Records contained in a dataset

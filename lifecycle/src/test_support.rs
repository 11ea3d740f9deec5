//! Test-only helpers for observing hook dispatch.

use std::sync::{Arc, Mutex, PoisonError};

use crate::core::hooks::Hooks;
use crate::core::types::InterruptDecision;

/// Shared, ordered log of hook calls such as `start(plan)` or `end(plan)`.
#[derive(Clone, Default)]
pub struct HookLog {
    entries: Arc<Mutex<Vec<String>>>,
}

impl HookLog {
    pub fn new() -> Self {
        Self::default()
    }

    pub fn push(&self, entry: impl Into<String>) {
        self.entries
            .lock()
            .unwrap_or_else(PoisonError::into_inner)
            .push(entry.into());
    }

    pub fn entries(&self) -> Vec<String> {
        self.entries
            .lock()
            .unwrap_or_else(PoisonError::into_inner)
            .clone()
    }

    /// Hooks filling every slot; each call appends one entry and succeeds.
    ///
    /// The interrupt hook answers `decision` for every reason.
    pub fn hooks(&self, decision: InterruptDecision) -> Hooks {
        let (start, end, before, after) = (self.clone(), self.clone(), self.clone(), self.clone());
        let (interrupt, error, checkpoint) = (self.clone(), self.clone(), self.clone());
        Hooks::new()
            .on_step_start(move |_, ctx| {
                start.push(format!("start({})", ctx.step_name));
                Ok(())
            })
            .on_step_end(move |_, result| {
                let tag = if result.success { "end" } else { "end_failed" };
                end.push(format!("{tag}({})", result.step_name));
                Ok(())
            })
            .before_execute(move |_, task| {
                before.push(format!("before({task})"));
                Ok(())
            })
            .after_execute(move |_, _| {
                after.push("after");
                Ok(())
            })
            .on_interrupt_signal(move |state, reason, _| {
                interrupt.push(format!("interrupt({reason},{})", state.current_step));
                Ok(decision.reply())
            })
            .on_error(move |_, _, context| {
                error.push(format!("error({context})"));
                Ok(())
            })
            .on_checkpoint_opportunity(move |_, name, _| {
                checkpoint.push(format!("checkpoint({name})"));
                Ok(())
            })
    }
}
//! Pure building blocks of the run controller.
//!
//! Core modules hold no I/O. They define the values handed to hooks, the hook
//! registry itself, and the shared progress cell snapshots are built from.

pub mod hooks;
pub mod snapshot;
pub mod types;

_WORK ORDER_
Transcribe the records in full, so that each line reads exactly as before.

_FINAL ANSWER_
filename lifecycle/src/test_support.rs
repository 11ea3d740f9deec5
//! Test-only helpers for observing hook dispatch.

use std::sync::{Arc, Mutex, PoisonError};

use crate::core::hooks::Hooks;
use crate::core::types::InterruptDecision;

/// Shared, ordered log of hook calls such as `start(plan)` or `end(plan)`.
#[derive(Clone, Default)]
pub struct HookLog {
    entries: Arc<Mutex<Vec<String>>>,
}

impl HookLog {
    pub fn new() -> Self {
        Self::default()
    }

    pub fn push(&self, entry: impl Into<String>) {
        self.entries
            .lock()
            .unwrap_or_else(PoisonError::into_inner)
            .push(entry.into());
    }

    pub fn entries(&self) -> Vec<String> {
        self.entries
            .lock()
            .unwrap_or_else(PoisonError::into_inner)
            .clone()
    }

    /// Hooks filling every slot; each call appends one entry and succeeds.
    ///
    /// The interrupt hook answers `decision` for every reason.
    pub fn hooks(&self, decision: InterruptDecision) -> Hooks {
        let (start, end, before, after) = (self.clone(), self.clone(), self.clone(), self.clone());
        let (interrupt, error, checkpoint) = (self.clone(), self.clone(), self.clone());
        Hooks::new()
            .on_step_start(move |_, ctx| {
                start.push(format!("start({})", ctx.step_name));
                Ok(())
            })
            .on_step_end(move |_, result| {
                let tag = if result.success { "end" } else { "end_failed" };
                end.push(format!("{tag}({})", result.step_name));
                Ok(())
            })
            .before_execute(move |_, task| {
                before.push(format!("before({task})"));
                Ok(())
            })
            .after_execute(move |_, _| {
                after.push("after");
                Ok(())
            })
            .on_interrupt_signal(move |state, reason, _| {
                interrupt.push(format!("interrupt({reason},{})", state.current_step));
                Ok(decision.reply())
            })
            .on_error(move |_, _, context| {
                error.push(format!("error({context})"));
                Ok(())
            })
            .on_checkpoint_opportunity(move |_, name, _| {
                checkpoint.push(format!("checkpoint({name})"));
                Ok(())
            })
    }
}
//! Pure building blocks of the run controller.
//!
//! Core modules hold no I/O. They define the values handed to hooks, the hook
//! registry itself, and the shared progress cell snapshots are built from.

pub mod hooks;
pub mod snapshot;
pub mod types;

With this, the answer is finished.